CaixaBank has said Qivalis is seeking authorization and supervision from the Dutch Central Bank as an Electronic Money Institution.
That regulatory route is central to the project’s pitch.
European banks want a stablecoin that users can use for payments, settlement, and treasury operations while remaining inside the EU’s financial rulebook.
The timing is important for European financial institutions.
Dollar-backed stablecoins remain the dominant instruments in the global stablecoin market, with US-linked issuers shaping liquidity across crypto trading, payments and settlement.
For Europe, that creates a strategic gap.
If tokenized finance continues to grow around dollar-denominated instruments, euro liquidity risks will become secondary in new digital payment networks.
Qivalis gives banks a shared route into the market.
The consortium model also helps avoid a fragmented landscape in which individual lenders launch small, incompatible tokens with limited liquidity.
BBVA’s involvement shows that logic clearly.
The Spanish bank previously worked on its own stablecoin initiative, but later joined Qivalis as the consortium expanded.
Spanish outlet Cinco Días reported in February that BBVA left its separate stablecoin project to participate in the common European effort.
The EU’s MiCA regulation has provided banks with a clearer framework for stablecoin issuance.
Under Qivalis’ planned model, the token would be issued through a regulated entity, supervised in the Netherlands and designed to comply with MiCA’s requirements.
That setup may make the token more attractive to institutions that need reserve controls, redemption rules and regulatory oversight before using stablecoins in payments or settlement.
The project is also moving through technical decisions.
Qivalis plans to use its platform to support the euro stablecoin, with expected use cases including institutional settlement, treasury management and tokenized assets.
The consortium plans to launch the token in the second half of 2026, pending authorization from the Dutch Central Bank.
The Qivalis expansion comes as European officials look at broader payment rails.
Bank of Italy Deputy Governor Chiara Scotti said this week that the EU should consider a tokenized version of SEPA, the region’s bank-transfer system, as digital money and tokenized deposits reshape payments.
Stablecoins have become one of the clearest bridges between crypto markets and traditional finance.
Payment companies, banks and fintech firms are exploring them for cross-border settlement, merchant payments, treasury flows and tokenized securities.
European banks are now trying to shape that infrastructure before dollar tokens become even more embedded in global payment flows.
The challenge will be adoption.

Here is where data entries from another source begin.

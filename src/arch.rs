use crate::result::*;

/// A checked cast from u64 to usize
///
/// Sizes in a table header are 32-bit, but multiplying them out
/// (rows times columns, say) gets us 64-bit values
/// that a 32-bit target can't necessarily address.
pub fn usize<I: Into<u64>>(i: I) -> ZoneResult<usize> {
    let i: u64 = i.into();
    usize::try_from(i).map_err(|_| ZoneError::InsufficientAddressSpace)
}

A regulated euro stablecoin needs more than bank sponsorship.
It needs exchange access, wallet support, merchant use cases, corporate treasury demand and enough liquidity to compete with existing dollar tokens.
Qivalis still has to secure regulatory approval and execute a launch.
But the expected arrival of Sabadell, Bankinter and other Spanish institutions shows that Europe’s bank-backed stablecoin strategy is gathering momentum before its planned 2026 debut.
For European finance, the question is becoming practical: whether banks can turn the euro into a credible settlement asset for the next phase of tokenized markets.